Scritto da Elisabetta Pagliuca
Siamo alla ludoteca dell’ospedale. Fuori c’è un piccolo parco con dei giochi. La casetta, lo scivolo, il dondolo e l’altalena. Già, l’altalena. O meglio le altalene. Sono quattro e oggi sono tutte occupate. I bambini ci salgono e provano a dondolarsi, ma non ci riescono da soli. Gambe penzoloni, braccia sulle catene che reggono la seduta, si guardano intorno.
Chiedo se hanno bisogno di aiuto. “Empurra” mi dicono: “Spingi”. Io naturalmente lo faccio. Li spingo, tutti, a turno, uno alla volta. Sono felici, ridono.
“Basta” mi dico a un certo punto, “Possono farcela anche da soli”. Mi metto al loro fianco e comincio a spiegare a ognuno come si va sull’altalena.
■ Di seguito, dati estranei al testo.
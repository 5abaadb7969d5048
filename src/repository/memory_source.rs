// ==========================================
// 过程质量控制台 - 内存数据源
// ==========================================
// 用途: 单元测试、演示;生产环境使用 SqliteDataSource
// ==========================================

use crate::domain::characteristic::{Characteristic, ControlItem, Device};
use crate::domain::sample::{Sample, SampleRange};
use crate::repository::data_source::QualityDataSource;
use crate::repository::error::RepositoryResult;

/// 内存数据源
///
/// 通过链式 `with_*` 方法装载数据，装载后只读
#[derive(Debug, Clone, Default)]
pub struct InMemoryDataSource {
    control_items: Vec<ControlItem>,
    characteristics: Vec<Characteristic>,
    devices: Vec<Device>,
    samples: Vec<Sample>,
}

impl InMemoryDataSource {
    pub fn new() -> Self {
        Self::default()
    }

    pub fn with_control_item(mut self, item: ControlItem) -> Self {
        self.control_items.push(item);
        self
    }

    pub fn with_characteristic(mut self, characteristic: Characteristic) -> Self {
        self.characteristics.push(characteristic);
        self
    }

    pub fn with_device(mut self, device: Device) -> Self {
        self.devices.push(device);
        self
    }

    pub fn with_sample(mut self, sample: Sample) -> Self {
        self.samples.push(sample);
        self
    }

    pub fn with_samples<I: IntoIterator<Item = Sample>>(mut self, samples: I) -> Self {
        self.samples.extend(samples);
        self
    }
}

impl QualityDataSource for InMemoryDataSource {
    fn fetch_control_items(&self) -> RepositoryResult<Vec<ControlItem>> {
        let mut items = self.control_items.clone();
        items.sort_by(|a, b| a.id.cmp(&b.id));
        Ok(items)
    }

    fn fetch_characteristics(
        &self,
        control_item_id: &str,
    ) -> RepositoryResult<Vec<Characteristic>> {
        let mut found: Vec<Characteristic> = self
            .characteristics
            .iter()
            .filter(|c| c.control_item_id == control_item_id)
            .cloned()
            .collect();
        found.sort_by(|a, b| a.id.cmp(&b.id));
        Ok(found)
    }

    fn find_characteristic(
        &self,
        characteristic_id: &str,
    ) -> RepositoryResult<Option<Characteristic>> {
        Ok(self
            .characteristics
            .iter()
            .find(|c| c.id == characteristic_id)
            .cloned())
    }

    fn fetch_devices(&self) -> RepositoryResult<Vec<Device>> {
        let mut devices = self.devices.clone();
        devices.sort_by(|a, b| a.id.cmp(&b.id));
        Ok(devices)
    }

    fn fetch_samples(
        &self,
        characteristic_id: &str,
        range: &SampleRange,
    ) -> RepositoryResult<Vec<Sample>> {
        let mut found: Vec<Sample> = self
            .samples
            .iter()
            .filter(|s| s.characteristic_id == characteristic_id && range.contains(s.measured_at))
            .cloned()
            .collect();
        found.sort_by(|a, b| a.measured_at.cmp(&b.measured_at));
        Ok(found)
    }
}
Cerco di farmi capire con i gesti, molti e con le parole, poche a dire il vero, quelle fondamentali perché arrivi il messaggio.
“Gambe in avanti, spalle indietro, gambe indietro, spalle in avanti” provo a dire in portoghese. La gestualità, però, è inequivocabile. Il più grande impara immediatamente e compie subito grandi oscillazioni. Mi guarda e sorride soddisfatto, leggero, libero.
Lo guardo e sorrido anch’io, forse ancora più soddisfatta di lui per l’impresa compiuta. Accanto c’è un altro bimbo, più piccolo. All’inizio si allontana, cambia gioco, ma poi torna e ci riprova con determinazione.
Piano piano anche lui inizia a muoversi e a sorridere, felice. Anche il bambino vicino vuole provare. Ha qualche difficoltà, magari è la prima volta che sale su un’altalena. Ma cosa importa? C’è sempre una prima volta.
E deve essere indimenticabile!
Eccolo, anche lui in poco tempo è in grado di spingersi. Ride, allegro. Via via tutti i bambini presenti imparano. Ridono felici e soddisfatti di questa piccola grande conquista, che li rende orgogliosi e fieri di loro stessi.
E poi c’è il piccolino. Non ha nessuna intenzione di imparare. Vuole solo essere spinto un pochino, vuole semplicemente dondolare, mi guarda e mi parla con gli occhi: “Empurra”, “Spingi“. Io spingo. “Va bene anche così”, mi dico. Spingo, ma non smetto di dare indicazioni. Ormai l’ho presa come una missione. Questo è il mio compito oggi.
Perché tutti noi abbiamo il diritto di provare quella sensazione di leggerezza e di libertà che solo l’altalena può dare, di avere l’impressione di arrivare fino al cielo e di toccare le nuvole. Perché se possiamo dondolare possiamo anche sognare.